O Dia Internacional da Mulher não é uma data festiva, é uma data reflexiva. É um holofote lançado sobre os diferentes desafios vividos pelas mulheres em todo o planeta. Se a conquista de direitos ao longo das décadas é inegável, a queda no bem-estar feminino também é: a felicidade das mulheres tem declinado de maneira absoluta e relativa quando comparada aos homens. Esse fenômeno foi batizado de paradoxo da felicidade feminina.

Com a COVID-19, a vulnerabilidade tornou-se ainda mais evidente. Inúmeros estudos conduzidos ao redor do mundo evidenciaram os riscos ampliados em mulheres para transtornos mentais e comportamentais. Pesquisa capitaneada pela organização CARE mostrou que elas têm quase três vezes mais probabilidade de relatar ansiedade, perda de apetite, incapacidade de dormir e dificuldade em concluir as tarefas diárias. Para chegar a esse resultado, foram ouvidas mais de 10 mil pessoas em 38 países, incluindo os da América Latina.            

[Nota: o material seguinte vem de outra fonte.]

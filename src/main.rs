use clap::{arg,crate_version,Command};
use tianocompress::{tiano,STD_OPTIONS,TIANO_OPTIONS};
type STDRESULT = Result<(),Box<dyn std::error::Error>>;

const RCH: &str = "unreachable was reached";

fn ok_to_overwrite(path_out: &str) -> bool {
    if let Ok(_f) = std::fs::File::open(path_out) {
        let mut ans = String::new();
        eprint!("{} exists, overwrite? (y/n) ",path_out);
        if std::io::stdin().read_line(&mut ans).is_err() {
            return false;
        }
        return ans.trim_end()=="y" || ans.trim_end()=="Y";
    }
    true
}

fn main() -> STDRESULT
{
    env_logger::Builder::from_env(env_logger::Env::default().default_filter_or("warn")).init();
    let long_help =
"Examples:
---------
Compress:      `tianocompress compress -m efi -i my_expanded -o my_compressed`
Expand:        `tianocompress expand -m efi -i my_compressed -o my_expanded`";

    let methods = ["efi","tiano"];

    let mut main_cmd = Command::new("tianocompress")
        .about("Compress and expand UEFI firmware sections")
        .after_long_help(long_help)
        .version(crate_version!());
    main_cmd = main_cmd.subcommand(Command::new("compress")
        .arg(arg!(-m --method <METHOD> "compression format").value_parser(methods)
            .required(true))
        .arg(arg!(-i --input <PATH> "input path").required(true))
        .arg(arg!(-o --output <PATH> "output path").required(true))
        .about("compress a file"));

    main_cmd = main_cmd.subcommand(Command::new("expand")
        .arg(arg!(-m --method <METHOD> "compression format").value_parser(methods)
            .required(true))
        .arg(arg!(-i --input <PATH> "input path").required(true))
        .arg(arg!(-o --output <PATH> "output path").required(true))
        .about("expand a file"));

    let matches = main_cmd.get_matches();

    if let Some((action,cmd)) = matches.subcommand() {
        let path_in = cmd.get_one::<String>("input").expect(RCH);
        let path_out = cmd.get_one::<String>("output").expect(RCH);
        let method = cmd.get_one::<String>("method").expect(RCH);
        let opt = match method.as_str() {
            "efi" => STD_OPTIONS,
            "tiano" => TIANO_OPTIONS,
            _ => {
                eprintln!("{} not supported",method);
                return Err(Box::new(std::fmt::Error));
            }
        };
        if !ok_to_overwrite(path_out) {
            eprintln!("abort operation");
            return Ok(());
        }
        let mut in_file = std::fs::File::open(path_in)?;
        // output is only created once the input has been processed
        let mut out_buf: Vec<u8> = Vec::new();
        let (in_size,out_size) = match action {
            "compress" => tiano::compress_stream(&mut in_file,&mut out_buf,&opt)?,
            _ => tiano::expand_stream(&mut in_file,&mut out_buf,&opt)?
        };
        std::fs::write(path_out,&out_buf)?;
        match action {
            "compress" => eprintln!("compressed {} into {}",in_size,out_size),
            _ => eprintln!("expanded {} into {}",in_size,out_size)
        }
    }

    Ok(())
}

As causas são evidentes. Dos milhões de demissões observados nos primeiros meses de pandemia, as mulheres formaram o maior grupo, tanto em países desenvolvidos quanto nas nações em desenvolvimento. Some-se a isso a inequidade na divisão do trabalho doméstico. Ainda segundo o estudo da CARE, nos EUA 55% das mulheres fazem trabalhos relativos aos cuidados com a casa contra apenas 18% dos homens.  No acompanhamento da escola remota, quase toda a carga da atenção às crianças é das mulheres. Além disso, na linha de frente da assistência aos pacientes elas são a maioria, estando sob maior risco e experimentando estigmatização.
           

Com o anúncio de uma nova onda - com cepas mais transmissíveis e lockdowns por todo o País - e o conhecimento que já se possui após um ano de enfrentamento da pandemia, é emergencial que se escreva um capítulo protetivo para a saúde mental das mulheres. E que se beba no que a ciência já sabe sobre resiliência para fazê-lo.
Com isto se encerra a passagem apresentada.